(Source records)
/---

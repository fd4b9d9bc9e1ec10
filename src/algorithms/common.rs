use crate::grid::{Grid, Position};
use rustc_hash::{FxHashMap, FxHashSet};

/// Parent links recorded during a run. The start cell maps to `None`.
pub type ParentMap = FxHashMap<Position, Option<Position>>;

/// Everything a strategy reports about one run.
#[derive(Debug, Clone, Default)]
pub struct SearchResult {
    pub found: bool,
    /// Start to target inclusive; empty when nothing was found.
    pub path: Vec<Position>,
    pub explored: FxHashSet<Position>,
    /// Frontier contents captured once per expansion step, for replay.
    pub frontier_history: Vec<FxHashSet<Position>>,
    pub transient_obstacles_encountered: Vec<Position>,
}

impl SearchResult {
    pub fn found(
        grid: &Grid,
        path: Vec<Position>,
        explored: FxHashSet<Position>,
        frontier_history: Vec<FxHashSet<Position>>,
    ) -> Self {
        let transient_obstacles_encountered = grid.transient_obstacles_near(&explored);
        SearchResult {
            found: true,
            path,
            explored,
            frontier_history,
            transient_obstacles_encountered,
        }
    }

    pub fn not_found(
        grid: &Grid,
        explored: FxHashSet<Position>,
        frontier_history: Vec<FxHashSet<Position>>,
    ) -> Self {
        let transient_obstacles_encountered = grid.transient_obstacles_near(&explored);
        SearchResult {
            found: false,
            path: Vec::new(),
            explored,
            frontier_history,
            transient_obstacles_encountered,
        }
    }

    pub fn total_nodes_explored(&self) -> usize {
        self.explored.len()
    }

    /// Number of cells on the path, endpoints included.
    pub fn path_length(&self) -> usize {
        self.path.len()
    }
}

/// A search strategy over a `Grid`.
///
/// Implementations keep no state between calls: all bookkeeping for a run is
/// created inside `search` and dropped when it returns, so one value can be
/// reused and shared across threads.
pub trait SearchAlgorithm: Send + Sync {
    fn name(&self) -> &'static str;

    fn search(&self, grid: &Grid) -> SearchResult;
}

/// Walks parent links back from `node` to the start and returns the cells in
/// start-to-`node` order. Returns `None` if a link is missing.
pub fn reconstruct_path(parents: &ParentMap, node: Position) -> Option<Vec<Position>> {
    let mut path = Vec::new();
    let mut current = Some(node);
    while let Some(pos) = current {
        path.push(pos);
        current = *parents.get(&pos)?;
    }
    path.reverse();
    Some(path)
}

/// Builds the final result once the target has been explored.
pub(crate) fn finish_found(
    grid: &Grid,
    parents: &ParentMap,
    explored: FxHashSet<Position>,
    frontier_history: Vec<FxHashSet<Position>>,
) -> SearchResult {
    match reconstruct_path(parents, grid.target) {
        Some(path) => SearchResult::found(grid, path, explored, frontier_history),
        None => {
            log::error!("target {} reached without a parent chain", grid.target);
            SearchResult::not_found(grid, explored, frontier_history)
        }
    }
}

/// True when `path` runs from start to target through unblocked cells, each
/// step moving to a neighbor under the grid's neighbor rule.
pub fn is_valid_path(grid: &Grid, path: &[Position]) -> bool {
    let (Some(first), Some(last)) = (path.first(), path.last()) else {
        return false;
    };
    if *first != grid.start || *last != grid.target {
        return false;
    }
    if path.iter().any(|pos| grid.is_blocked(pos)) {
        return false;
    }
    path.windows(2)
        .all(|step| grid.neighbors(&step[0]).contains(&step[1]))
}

\---

ACTIVITY:
Among the lines above, which ones include the word "first"? Copy them.

FINISHED TASK:
    let (Some(first), Some(last)) = (path.first(), path.last()) else {
    if *first != grid.start || *last != grid.target {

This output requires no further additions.